Home > Trends in drug poisoning deaths, by sex, in Ireland: a repeated cross-sectional study from 2004 to 2017.

Lynn, Ena, Cousins, Gráinne ORCID: https://orcid.org/0000-0003-2985-7668, Lyons, Suzi ORCID: https://orcid.org/0000-0002-4635-6673 and Bennett, Kathleen E ORCID: https://orcid.org/0000-0002-2861-7665 (2021) Trends in drug poisoning deaths, by sex, in Ireland: a repeated cross-sectional study from 2004 to 2017. BMJ Open, 11, (9), e048000. 10.1136/bmjopen-2020-048000.

External website: https://bmjopen.bmj.com/content/11/9/e048000.full


Objective To examine sex differences in age-standardised rates (ASR) of overall and drug-specific drug poisoning deaths in Ireland between 2004 and 2017.

Design Repeated cross-sectional study.

Setting Drug poisoning deaths in Ireland.

Participants National Drug-Related Deaths Index and pharmacy claims database (Primary Care Reimbursement Service-General Medical Services) data from 2004 to 2017.

Outcome measures The primary outcome was trends in drug poisoning death rates by sex. The secondary outcomes were trends in drug poisoning death rates involving (1) any CNS (Central Nervous System) depressants, (2) ≥2 CNS depressants and (3) specific drugs/drug classes (eg, prescription opioids, benzodiazepines, antidepressants, alcohol, cocaine and heroin) by sex. Joinpoint regression was used to examine trends, stratified by sex, in the ASR of drug poisoning deaths (2004–2017), change points over time and average annual percentage changes (AAPCs) with 95% CI.

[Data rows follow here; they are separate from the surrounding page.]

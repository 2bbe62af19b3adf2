//! Query expression evaluation for in-memory document filtering.
//!
//! This module provides the evaluation engine for query expressions, enabling
//! filtering and ordering of BSON documents without a database.

use std::{cmp::Ordering, collections::HashMap};
use bson::{Bson, datetime::DateTime};

use personstore_core::{
    query::{QueryVisitor, Expr, FieldOp},
    error::{DocumentStoreError, DocumentStoreResult},
};


/// Type-erased, comparable representation of BSON values.
///
/// Numeric types are normalized to f64 for comparison.
#[derive(Debug)]
pub(crate) enum Comparable<'a> {
    Null,
    Bool(bool),
    Number(f64),
    DateTime(DateTime),
    String(&'a str),
    Binary(&'a [u8]),
    Array(Vec<Comparable<'a>>),
    Map(HashMap<&'a str, Comparable<'a>>),
}

impl<'a> From<&'a Bson> for Comparable<'a> {
    fn from(bson: &'a Bson) -> Self {
        match bson {
            Bson::Null => Comparable::Null,
            Bson::Boolean(value) => Comparable::Bool(*value),
            Bson::Int32(value) => Comparable::Number(*value as f64),
            Bson::Int64(value) => Comparable::Number(*value as f64),
            Bson::Double(value) => Comparable::Number(*value),
            Bson::DateTime(value) => Comparable::DateTime(*value),
            Bson::String(value) => Comparable::String(value),
            Bson::Binary(binary) => Comparable::Binary(&binary.bytes),
            Bson::Array(arr) => Comparable::Array(
                arr
                    .iter()
                    .map(Comparable::from)
                    .collect::<Vec<_>>()
            ),
            Bson::Document(doc) => Comparable::Map(
                doc.iter()
                    .map(|(k, v)| (k.as_str(), Comparable::from(v)))
                    .collect::<HashMap<_, _>>()
            ),
            _ => Comparable::Null, // Other types are not comparable
        }
    }
}

impl<'a> Comparable<'a> {
    /// Position of the value's type in the cross-type sort order.
    fn rank(&self) -> u8 {
        match self {
            Comparable::Null => 0,
            Comparable::Number(_) => 1,
            Comparable::String(_) => 2,
            Comparable::Map(_) => 3,
            Comparable::Array(_) => 4,
            Comparable::Binary(_) => 5,
            Comparable::Bool(_) => 6,
            Comparable::DateTime(_) => 7,
        }
    }

    /// Total order used for sorting: values of different types order by type,
    /// missing and null values first.
    pub(crate) fn sort_cmp(&self, other: &Self) -> Ordering {
        match (self, other) {
            (Comparable::Number(a), Comparable::Number(b)) => a.total_cmp(b),
            (Comparable::String(a), Comparable::String(b)) => a.cmp(b),
            (Comparable::Bool(a), Comparable::Bool(b)) => a.cmp(b),
            (Comparable::DateTime(a), Comparable::DateTime(b)) => a.cmp(b),
            (Comparable::Binary(a), Comparable::Binary(b)) => a.cmp(b),
            (Comparable::Array(a), Comparable::Array(b)) => a
                .iter()
                .zip(b.iter())
                .map(|(x, y)| x.sort_cmp(y))
                .find(|ordering| ordering.is_ne())
                .unwrap_or_else(|| a.len().cmp(&b.len())),
            _ => self.rank().cmp(&other.rank()),
        }
    }

    fn contains_element(&self, value: &Comparable<'_>) -> bool {
        match self {
            Comparable::Array(array) => array.iter().any(|item| item == value),
            _ => false,
        }
    }
}

impl<'a, 'b> PartialEq<Comparable<'b>> for Comparable<'a> {
    fn eq(&self, other: &Comparable<'b>) -> bool {
        match (self, other) {
            (Comparable::Null, Comparable::Null) => true,
            (Comparable::Bool(a), Comparable::Bool(b)) => a == b,
            (Comparable::Number(a), Comparable::Number(b)) => a == b,
            (Comparable::DateTime(a), Comparable::DateTime(b)) => a == b,
            (Comparable::String(a), Comparable::String(b)) => a == b,
            (Comparable::Binary(a), Comparable::Binary(b)) => a == b,
            (Comparable::Array(a), Comparable::Array(b)) => {
                a.len() == b.len() && a.iter().zip(b.iter()).all(|(x, y)| x == y)
            }
            (Comparable::Map(a), Comparable::Map(b)) => {
                a.len() == b.len()
                    && a.iter().all(|(k, v)| b.get(*k).is_some_and(|other| v == other))
            }
            _ => false,
        }
    }
}

impl<'a, 'b> PartialOrd<Comparable<'b>> for Comparable<'a> {
    fn partial_cmp(&self, other: &Comparable<'b>) -> Option<Ordering> {
        match (self, other) {
            (Comparable::Bool(a), Comparable::Bool(b)) => a.partial_cmp(b),
            (Comparable::Number(a), Comparable::Number(b)) => a.partial_cmp(b),
            (Comparable::DateTime(a), Comparable::DateTime(b)) => a.partial_cmp(b),
            (Comparable::String(a), Comparable::String(b)) => (*a).partial_cmp(*b),
            _ => None,
        }
    }
}

/// Looks up a possibly dotted field path (`"address.city"`) in a document.
pub(crate) fn lookup<'a>(document: &'a Bson, path: &str) -> Option<&'a Bson> {
    path.split('.')
        .try_fold(document, |current, segment| current.as_document()?.get(segment))
}

/// Compares two documents by the value at `field`, treating a missing field as null.
pub(crate) fn compare_field(left: &Bson, right: &Bson, field: &str) -> Ordering {
    let left = lookup(left, field).map(Comparable::from).unwrap_or(Comparable::Null);
    let right = lookup(right, field).map(Comparable::from).unwrap_or(Comparable::Null);

    left.sort_cmp(&right)
}

pub(crate) struct DocumentEvaluator<'a> {
    document: &'a Bson,
}

impl<'a> DocumentEvaluator<'a> {
    pub fn new(document: &'a Bson) -> Self {
        Self { document }
    }

    pub fn evaluate(&mut self, expr: &Expr) -> DocumentStoreResult<bool> {
        if self.document.as_document().is_none() {
            return Err(DocumentStoreError::InvalidDocument(
                "expected a document at the top level".to_string(),
            ));
        }

        self.visit_expr(expr)
    }

    /// Whether `document` satisfies `filter`; a missing filter matches everything.
    pub fn matches(document: &Bson, filter: Option<&Expr>) -> DocumentStoreResult<bool> {
        match filter {
            Some(expr) => DocumentEvaluator::new(document).evaluate(expr),
            None => Ok(true),
        }
    }
}

impl<'a> QueryVisitor for DocumentEvaluator<'a> {
    type Output = bool;
    type Error = DocumentStoreError;

    fn visit_and(&mut self, exprs: &[Expr]) -> Result<Self::Output, Self::Error> {
        for expr in exprs {
            if !self.visit_expr(expr)? {
                return Ok(false);
            }
        }

        Ok(true)
    }

    fn visit_or(&mut self, exprs: &[Expr]) -> Result<Self::Output, Self::Error> {
        for expr in exprs {
            if self.visit_expr(expr)? {
                return Ok(true);
            }
        }

        Ok(false)
    }

    fn visit_not(&mut self, expr: &Expr) -> Result<Self::Output, Self::Error> {
        Ok(!self.visit_expr(expr)?)
    }

    fn visit_exists(&mut self, field: &str, should_exist: bool) -> Result<Self::Output, Self::Error> {
        Ok(lookup(self.document, field).is_some() == should_exist)
    }

    fn visit_field(&mut self, field: &str, op: &FieldOp, value: &Bson) -> Result<Self::Output, Self::Error> {
        let expected = Comparable::from(value);

        let Some(field_value) = lookup(self.document, field) else {
            // A missing field only satisfies negations and equality with null.
            return Ok(match op {
                FieldOp::Eq => expected == Comparable::Null,
                FieldOp::Ne => expected != Comparable::Null,
                FieldOp::NotContains | FieldOp::NoneOf => true,
                _ => false,
            });
        };
        let actual = Comparable::from(field_value);

        Ok(match op {
            FieldOp::Eq => actual == expected,
            FieldOp::Ne => actual != expected,
            FieldOp::Gt | FieldOp::Gte | FieldOp::Lt | FieldOp::Lte => {
                match actual.partial_cmp(&expected) {
                    Some(ordering) => match op {
                        FieldOp::Gt => ordering == Ordering::Greater,
                        FieldOp::Gte => ordering != Ordering::Less,
                        FieldOp::Lt => ordering == Ordering::Less,
                        _ => ordering != Ordering::Greater,
                    },
                    None => false,
                }
            },
            FieldOp::Contains => match (&actual, &expected) {
                (Comparable::Array(_), _) => actual.contains_element(&expected),
                (Comparable::String(left), Comparable::String(right)) => left.contains(right),
                _ => false,
            },
            FieldOp::NotContains => match (&actual, &expected) {
                (Comparable::Array(_), _) => !actual.contains_element(&expected),
                (Comparable::String(left), Comparable::String(right)) => !left.contains(right),
                _ => true,
            },
            FieldOp::StartsWith => match (&actual, &expected) {
                (Comparable::String(left), Comparable::String(right)) => left.starts_with(right),
                _ => false,
            },
            FieldOp::EndsWith => match (&actual, &expected) {
                (Comparable::String(left), Comparable::String(right)) => left.ends_with(right),
                _ => false,
            },
            FieldOp::Includes => actual.contains_element(&expected),
            FieldOp::AnyOf => any_of(&actual, &expected),
            FieldOp::NoneOf => !any_of(&actual, &expected),
        })
    }
}

/// Whether the field value (or one of its elements) equals one of the candidates.
fn any_of(actual: &Comparable<'_>, candidates: &Comparable<'_>) -> bool {
    let candidates: &[Comparable<'_>] = match candidates {
        Comparable::Array(values) => values,
        single => std::slice::from_ref(single),
    };

    candidates.iter().any(|candidate| {
        actual == candidate || actual.contains_element(candidate)
    })
}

Results Increased ASR for all drug poisoning deaths from 6.86 (95% CI 6.01 to 7.72) per 100 000 in 2004 to 8.08 (95% CI 7.25 to 8.91) per 100 000 in 2017 was mainly driven by increasing deaths among men (AAPC 2.6%, 95% CI 0.2 to 5.1), with no significant change observed among women. Deaths involving ≥2 CNS depressants increased for both men (AAPC 5.6%, 95% CI 2.4 to 8.8) and women (AAPC 4.0%, 95% CI 1.1 to 6.9). Drugs with the highest significant AAPC increases for men were cocaine (7.7%, 95% CI 2.2 to 13.6), benzodiazepines (7.2%, 95% CI 2.9 to 11.6), antidepressants (6.1%, 95% CI 2.4 to 10.0) and prescription opioids (3.5%, 95% CI 1.6 to 5.5). For women, the highest AAPC was for antidepressants (4.2%, 95% CI 0.2 to 8.3), benzodiazepines (3.3%, 95% CI 0.1 to 6.5) and prescription opioids (3.0%, 95% CI 0.7 to 5.3).

Conclusion Drugs implicated in drug poisoning deaths vary by sex. Policy response should include prescription monitoring programmes and practical harm reduction information on polydrug use, especially CNS depressant drugs.